A menina forçou a mente. Como não fazia as aulas de Transfiguração com Matheus, falhava em vê-lo carregando sua mascote consigo de um lugar para o outro, mas lembrava-se de cada grito estridente que o bicho, preso na gaiola, lançava ao ar, enquanto esperavam os Equiros na Estação Novecentos.

— Lembro, o que quê tem?

— Não é um mico? - perguntou Nino, apertando os olhos.

— É um sagui - corrigiu Inara, considerando que falava em definitivo.

— Ele não deixa de ser um macaco! Macaco é macaco - inferiu Matheus, podendo finalmente continuar. - Eu já lido com ele melhor, tanto que ele nem me arranha mais quando tento colocá-lo na gaiola.

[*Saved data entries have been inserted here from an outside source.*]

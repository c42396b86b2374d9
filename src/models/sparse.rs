use std::time::Instant;

use super::text::log_timing;
use super::ModelParts;
use crate::batching::run_batched;
use crate::config::EngineConfig;
use crate::encode::sparse::{splade, SparseEmbedding};
use crate::error::{EngineError, Result};
use crate::inference::TensorBatch;
use crate::loader::LoadedModel;
use crate::preprocess::TextPreprocessor;
use crate::registry::{ModelFamily, ModelSpec};

/// SPLADE-style sparse embeddings over the tokenizer vocabulary.
pub struct SparseTextEmbedding {
    parts: ModelParts<TextPreprocessor>,
}

impl SparseTextEmbedding {
    /// Fetch (if needed) and load a catalog model using `config`.
    pub fn try_new(code: Option<&str>, config: &EngineConfig) -> Result<Self> {
        super::load(ModelFamily::SparseTextEmbedding, code, config, |model| match model {
            LoadedModel::Sparse(m) => Some(m),
            _ => None,
        })
    }

    pub fn from_parts(parts: ModelParts<TextPreprocessor>) -> Self {
        Self { parts }
    }

    pub fn spec(&self) -> &'static ModelSpec {
        self.parts.spec
    }

    pub fn embed<S: AsRef<str>>(
        &mut self,
        texts: &[S],
        batch_size: Option<usize>,
    ) -> Result<Vec<SparseEmbedding>> {
        let batch_size = self.parts.batch_size(batch_size);
        let spec = self.parts.spec;
        let start = Instant::now();

        let preprocessor = &self.parts.preprocessor;
        let backend = &mut self.parts.backend;
        let embeddings = run_batched(texts, batch_size, |_, chunk| {
            let batch = preprocessor.prepare(chunk)?;
            let mask = batch.attention_mask.clone();
            let logits = backend.run(&TensorBatch::Text(batch))?;
            // Vocabulary axis bounds every index.
            let vocab = logits.shape().last().copied().unwrap_or(0);
            if let Some(expected) = spec.dimension {
                if vocab != expected {
                    return Err(EngineError::inference(format!(
                        "{} produced a vocabulary of {vocab}, expected {expected}",
                        spec.code
                    )));
                }
            }
            splade(&logits, &mask)
        })?;

        log_timing(spec.code, "Embedded texts (sparse)", texts.len(), start);
        Ok(embeddings)
    }
}
//! Raw inputs to model-ready tensors.

pub mod image;
pub mod text;

pub use self::image::ImagePreprocessor;
pub use self::text::{TextBatch, TextPreprocessor};
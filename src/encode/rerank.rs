use ndarray::ArrayD;
use serde::Serialize;
use std::cmp::Ordering;

use crate::error::{EngineError, Result};

#[derive(Debug, Clone, PartialEq, Serialize)]
pub struct RerankResult {
    /// Position of the document in the caller's input.
    pub index: usize,
    pub score: f32,
    #[serde(skip_serializing_if = "Option::is_none")]
    pub document: Option<String>,
}

/// One relevance logit per pair. Accepts `[batch]`, `[batch, 1]` and
/// `[batch, n]` (first column).
pub fn scores(output: &ArrayD<f32>) -> Result<Vec<f32>> {
    match output.shape() {
        [_] => Ok(output.iter().copied().collect()),
        [_, n] if *n >= 1 => Ok(output
            .outer_iter()
            .filter_map(|row| row.iter().next().copied())
            .collect()),
        shape => Err(EngineError::inference(format!(
            "expected [batch] or [batch, n] rerank logits, got {shape:?}"
        ))),
    }
}

/// Sort by score descending. Equal scores keep input order; NaN goes last.
pub fn rank<S: AsRef<str>>(
    scores: Vec<f32>,
    documents: &[S],
    return_documents: bool,
) -> Vec<RerankResult> {
    let mut order: Vec<(usize, f32)> = scores.into_iter().enumerate().collect();
    order.sort_by(|a, b| descending(a.1, b.1));
    order
        .into_iter()
        .map(|(index, score)| RerankResult {
            index,
            score,
            document: return_documents
                .then(|| documents.get(index).map(|d| d.as_ref().to_string()))
                .flatten(),
        })
        .collect()
}

fn descending(a: f32, b: f32) -> Ordering {
    match (a.is_nan(), b.is_nan()) {
        (true, true) => Ordering::Equal,
        (true, false) => Ordering::Greater,
        (false, true) => Ordering::Less,
        (false, false) => b.partial_cmp(&a).unwrap_or(Ordering::Equal),
    }
}
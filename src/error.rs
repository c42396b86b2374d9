use std::fmt;
use std::path::PathBuf;

use serde::Serialize;
use thiserror::Error;

use crate::registry::ModelFamily;

pub type Result<T, E = EngineError> = std::result::Result<T, E>;

#[derive(Debug, Error)]
pub enum EngineError {
    #[error("no {family} model with code or alias '{code}'")]
    ModelNotFound { family: ModelFamily, code: String },

    #[error("failed to fetch {file} from {repo} after {attempts} attempt(s): {reason}")]
    DownloadFailed {
        repo: String,
        file: String,
        attempts: u32,
        reason: String,
    },

    #[error("corrupt model artifact at {}: {reason}", path.display())]
    CorruptArtifact { path: PathBuf, reason: String },

    #[error("unsupported model format: {reason}")]
    UnsupportedFormat { reason: String },

    #[error("tokenization failed{}: {reason}", at_index(*index))]
    Tokenization { index: Option<usize>, reason: String },

    #[error("cannot decode image {} at index {index}: {reason}", path.display())]
    ImageDecode {
        index: usize,
        path: PathBuf,
        reason: String,
    },

    #[error("file not found at index {index}: {}", path.display())]
    FileNotFound { index: usize, path: PathBuf },

    #[error("inference failed: {reason}")]
    Inference { reason: String },

    #[error("handle {id} is closed")]
    HandleClosed { id: u64 },

    #[error("invalid argument: {reason}")]
    InvalidArgument { reason: String },
}

fn at_index(index: Option<usize>) -> String {
    index.map(|i| format!(" at index {i}")).unwrap_or_default()
}

impl EngineError {
    pub fn inference(reason: impl fmt::Display) -> Self {
        EngineError::Inference {
            reason: reason.to_string(),
        }
    }

    pub fn invalid_argument(reason: impl fmt::Display) -> Self {
        EngineError::InvalidArgument {
            reason: reason.to_string(),
        }
    }

    pub fn corrupt(path: impl Into<PathBuf>, reason: impl fmt::Display) -> Self {
        EngineError::CorruptArtifact {
            path: path.into(),
            reason: reason.to_string(),
        }
    }

    pub fn unsupported(reason: impl fmt::Display) -> Self {
        EngineError::UnsupportedFormat {
            reason: reason.to_string(),
        }
    }

    pub fn kind(&self) -> ErrorKind {
        match self {
            EngineError::ModelNotFound { .. } => ErrorKind::ModelNotFound,
            EngineError::DownloadFailed { .. } => ErrorKind::DownloadFailed,
            EngineError::CorruptArtifact { .. } => ErrorKind::CorruptArtifact,
            EngineError::UnsupportedFormat { .. } => ErrorKind::UnsupportedFormat,
            EngineError::Tokenization { .. } => ErrorKind::TokenizationError,
            EngineError::ImageDecode { .. } => ErrorKind::ImageDecodeError,
            EngineError::FileNotFound { .. } => ErrorKind::FileNotFound,
            EngineError::Inference { .. } => ErrorKind::InferenceError,
            EngineError::HandleClosed { .. } => ErrorKind::HandleClosed,
            EngineError::InvalidArgument { .. } => ErrorKind::InvalidArgument,
        }
    }

    /// Only download failures are worth retrying unchanged. A corrupt artifact
    /// needs an eviction first.
    pub fn is_retryable(&self) -> bool {
        matches!(self, EngineError::DownloadFailed { .. })
    }

    /// Global input index of the item that caused a per-item failure.
    pub fn failed_index(&self) -> Option<usize> {
        match self {
            EngineError::Tokenization { index, .. } => *index,
            EngineError::ImageDecode { index, .. } | EngineError::FileNotFound { index, .. } => {
                Some(*index)
            }
            _ => None,
        }
    }

    /// Shift a chunk-local item index by the chunk's offset.
    pub(crate) fn offset_index(self, offset: usize) -> Self {
        match self {
            EngineError::Tokenization { index, reason } => EngineError::Tokenization {
                index: index.map(|i| i + offset),
                reason,
            },
            EngineError::ImageDecode {
                index,
                path,
                reason,
            } => EngineError::ImageDecode {
                index: index + offset,
                path,
                reason,
            },
            EngineError::FileNotFound { index, path } => EngineError::FileNotFound {
                index: index + offset,
                path,
            },
            other => other,
        }
    }

    pub fn report(&self) -> ErrorReport {
        ErrorReport {
            kind: self.kind(),
            message: self.to_string(),
            index: self.failed_index(),
        }
    }
}

#[derive(Debug, Clone, Copy, PartialEq, Eq, Hash, Serialize)]
pub enum ErrorKind {
    ModelNotFound,
    DownloadFailed,
    CorruptArtifact,
    UnsupportedFormat,
    TokenizationError,
    ImageDecodeError,
    FileNotFound,
    InferenceError,
    HandleClosed,
    InvalidArgument,
}

impl ErrorKind {
    pub fn as_str(self) -> &'static str {
        match self {
            ErrorKind::ModelNotFound => "ModelNotFound",
            ErrorKind::DownloadFailed => "DownloadFailed",
            ErrorKind::CorruptArtifact => "CorruptArtifact",
            ErrorKind::UnsupportedFormat => "UnsupportedFormat",
            ErrorKind::TokenizationError => "TokenizationError",
            ErrorKind::ImageDecodeError => "ImageDecodeError",
            ErrorKind::FileNotFound => "FileNotFound",
            ErrorKind::InferenceError => "InferenceError",
            ErrorKind::HandleClosed => "HandleClosed",
            ErrorKind::InvalidArgument => "InvalidArgument",
        }
    }
}

impl fmt::Display for ErrorKind {
    fn fmt(&self, f: &mut fmt::Formatter<'_>) -> fmt::Result {
        f.write_str(self.as_str())
    }
}

/// Error shape handed across the CLI boundary.
#[derive(Debug, Clone, Serialize)]
pub struct ErrorReport {
    pub kind: ErrorKind,
    pub message: String,
    #[serde(skip_serializing_if = "Option::is_none")]
    pub index: Option<usize>,
}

— Não? - questionou Nino, com ambas as sobrancelhas muito levantadas.

— Tá bom, arranha um pouquinho ainda, mas é só porque ele não gosta de ficar ali preso - admitiu. - Paguei mico. Olha, viram essa!? Juro que não foi de propósito — disse, quando notou que fizera a piada por engano.

O grupo inteiro riu, até Nino que quase empurrou o prato para frente com as batidas que deu na mesa. Aurora estava prestes a se engasgar com o mingau. Continuaram a falar sobre os animais, inclusive os micos que o garoto presenciara nas turmas. Incluiu em seguida, com muito afinco, que vira muitos em Jaci e Guaraci com uma espécie de primata minúsculo que cabia na ponta de um indicador, e sabia que, como não podiam existir macacos daquele tamanho, tinham errado algum Feitiço de Encolhimento. Inara, contudo, estragou a alegria do menino quando disse que eram saguis-anões. Ainda contou, logo depois de ser corrigido, que as meninas de Guaraci disseram que propositalmente haviam escolhido micos-leões-dourados para combinar com as faixas de suas casas, sabendo de antemão pelos pais que seriam selecionados para essas.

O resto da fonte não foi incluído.